Has the Federal Reserve become incompetent at resolving economic crises ?

The question of the Fed’s effectiveness is the subject of intense debate between traditional economists and proponents of decentralized finance.

Critics, often from liberal or Austrian economic schools, mainly reproach it for two things:

“Too Little, Too Late”: The Fed is often accused of reacting too slowly (for example, by considering the inflation surge in 2021 as “transitory”).

Moral hazard: By massively injecting liquidity during every crisis (the so-called “Fed Put”), it is said to prevent the natural cleansing of the market, thereby encouraging speculative bubbles.

However, its defenders emphasize that without its massive intervention in 2008 or in 2020 (during the Covid-19 crisis), the global economy could have plunged into a major depression. Its current role is complex: it must manage record levels of public debt while simultaneously fighting persistent inflation.

Will the resolution of these crises involve the use of blockchain ?

Blockchain as a response to crises ?

The idea that blockchain technology could replace central banks is based on several pillars:

Algorithmic monetary policy:
Unlike the Federal Reserve, which can decide to print money at its discretion, a protocol (such as Bitcoin) defines a fixed and predictable issuance schedule, eliminating human error.

Transparency and disintermediation:
Blockchain enables value transfers without going through fragile commercial banks, thereby reducing systemic risk.

Limitations:
The lack of flexibility of a “coded” currency can become a drawback in the event of a major crisis requiring a rapid response. Moreover, the current volatility of crypto-assets prevents them from serving as a stable safe haven in the short term.

Why Cardano Is Well-Positioned (Horizon 2026)

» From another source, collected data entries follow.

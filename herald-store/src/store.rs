//! Store trait abstractions.
//!
//! These traits decouple the dispatch core from any concrete persistence
//! backend. The in-memory implementation in [`crate::memory`] serves tests
//! and embedded deployments; a database-backed implementation satisfies the
//! same contracts.

use async_trait::async_trait;
use chrono::{DateTime, Utc};
use herald_common::{CampaignId, CampaignStatus, RecipientId, RecipientStatus, VariantId};

use crate::{
    StoreError,
    types::{AbTest, AbTestEvent, AbTestStatus, Campaign, CampaignStats, Recipient, SendOptions},
};

/// Campaign and recipient persistence.
///
/// Status-mutating methods are guarded by the entity's expected current
/// status: the write happens only when the guard holds, which is what makes
/// duplicate job executions safe no-ops.
#[async_trait]
pub trait Store: Send + Sync + std::fmt::Debug {
    /// Persist a new campaign.
    async fn insert_campaign(&self, campaign: Campaign) -> Result<(), StoreError>;

    /// Fetch a campaign by id.
    async fn campaign(&self, id: CampaignId) -> Result<Campaign, StoreError>;

    /// Transition a campaign's status, guarded by its expected current
    /// status.
    ///
    /// # Errors
    /// `StatusConflict` (carrying the observed status) when the campaign is
    /// not currently in any of `from`.
    async fn transition_campaign(
        &self,
        id: CampaignId,
        from: &[CampaignStatus],
        to: CampaignStatus,
    ) -> Result<(), StoreError>;

    /// Record a future send time and move the campaign to Scheduled.
    async fn set_schedule(&self, id: CampaignId, at: DateTime<Utc>) -> Result<(), StoreError>;

    /// Replace the campaign's send options.
    async fn set_send_options(&self, id: CampaignId, options: SendOptions)
    -> Result<(), StoreError>;

    /// Add counter deltas onto the campaign's stats.
    async fn add_campaign_stats(
        &self,
        id: CampaignId,
        delta: CampaignStats,
    ) -> Result<(), StoreError>;

    /// Persist a batch of new recipients.
    async fn insert_recipients(&self, recipients: Vec<Recipient>) -> Result<(), StoreError>;

    /// Fetch a recipient by id.
    async fn recipient(&self, id: RecipientId) -> Result<Recipient, StoreError>;

    /// All of a campaign's recipients currently in `status`, in insertion
    /// order.
    async fn recipients_in_status(
        &self,
        campaign_id: CampaignId,
        status: RecipientStatus,
    ) -> Result<Vec<Recipient>, StoreError>;

    /// How many of a campaign's recipients are currently in `status`.
    async fn count_in_status(
        &self,
        campaign_id: CampaignId,
        status: RecipientStatus,
    ) -> Result<usize, StoreError>;

    /// Conditionally transition one recipient.
    ///
    /// Returns `Ok(false)` without writing when the recipient's current
    /// status is not in `from`; the caller's effect already happened or no
    /// longer applies. `error` replaces the recipient's `error_message`
    /// (pass `None` to clear it).
    async fn transition_recipient(
        &self,
        id: RecipientId,
        from: &[RecipientStatus],
        to: RecipientStatus,
        error: Option<String>,
    ) -> Result<bool, StoreError>;

    /// Record the A/B variant assignment for a group of recipients.
    async fn assign_variant(
        &self,
        ids: &[RecipientId],
        variant_id: VariantId,
    ) -> Result<(), StoreError>;

    /// Atomically move the listed recipients Pending→Queued and the
    /// campaign into Sending.
    ///
    /// A concurrent reader observes either none or all of the batch; the
    /// returned count is how many recipients were actually Pending and got
    /// queued. The campaign may already be Sending (later batches) or
    /// Completed (a retry run); Paused, Cancelled, and Failed campaigns
    /// conflict.
    async fn commit_dispatch(
        &self,
        campaign_id: CampaignId,
        recipients: &[RecipientId],
    ) -> Result<usize, StoreError>;
}

/// A/B test persistence.
#[async_trait]
pub trait TestStore: Send + Sync + std::fmt::Debug {
    /// Persist a new test. One test per campaign.
    async fn insert_test(&self, test: AbTest) -> Result<(), StoreError>;

    /// Fetch the test attached to a campaign, if any.
    async fn test_by_campaign(&self, campaign_id: CampaignId)
    -> Result<Option<AbTest>, StoreError>;

    /// Move the test's lifecycle status.
    async fn update_test_status(
        &self,
        campaign_id: CampaignId,
        status: AbTestStatus,
    ) -> Result<(), StoreError>;

    /// Store the per-variant test groups and the remaining pool.
    async fn set_assignments(
        &self,
        campaign_id: CampaignId,
        groups: &[(VariantId, Vec<RecipientId>)],
        remaining: Vec<RecipientId>,
    ) -> Result<(), StoreError>;

    /// Bump one variant counter.
    async fn record_variant_event(
        &self,
        campaign_id: CampaignId,
        variant_id: VariantId,
        event: AbTestEvent,
    ) -> Result<(), StoreError>;

    /// Record the winning variant.
    async fn set_winner(
        &self,
        campaign_id: CampaignId,
        variant_id: VariantId,
    ) -> Result<(), StoreError>;

    /// Pick and record the best-performing variant: highest click rate,
    /// ties broken by open rate. `None` when the test has no variants.
    async fn auto_select_winner(
        &self,
        campaign_id: CampaignId,
    ) -> Result<Option<VariantId>, StoreError>;
}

Cardano stands out due to its scientific approach and architecture designed for long-term resilience rather than immediate speculation.

Decentralized Governance (Voltaire Era):
Thanks to its Liquid Democracy model, ADA holders vote directly on protocol updates and treasury usage.
This prevents a small elite (like Fed governors) from unilaterally deciding the network’s economic direction.

Economic Identity (RealFi):
Cardano targets the “Global South” (Africa, Asia) by providing digital identities (Atala PRISM) to millions of unbanked individuals.
By creating a decentralized credit system tied to the real economy, Cardano reduces reliance on failing state financial infrastructures.

Technical Resilience and Scalability:
Unlike other networks that halt during stress peaks, Cardano has proven its ability to maintain uninterrupted block production, even during major technical incidents (e.g., the November 2025 incident).
Solutions like Hydra enable the handling of millions of micro-transactions, crucial for mass economic adoption.

2026 Strategy:
Charles Hoskinson, its founder, positions 2026 as the year of the “great reset,” where real utility (RealFi) will outweigh speculation.
The network now integrates bridges with Bitcoin and privacy solutions like Midnight to attract institutions seeking a secure alternative.

Do you know what staking is ? Staking on the blockchain refers to the process where participants lock up a certain amount of cryptocurrency to support the operations and security of a blockchain network. In return, they earn rewards, typically in the form of additional cryptocurrency. Staking is often associated with proof-of-stake (PoS) or similar consensus mechanisms used by many blockchains.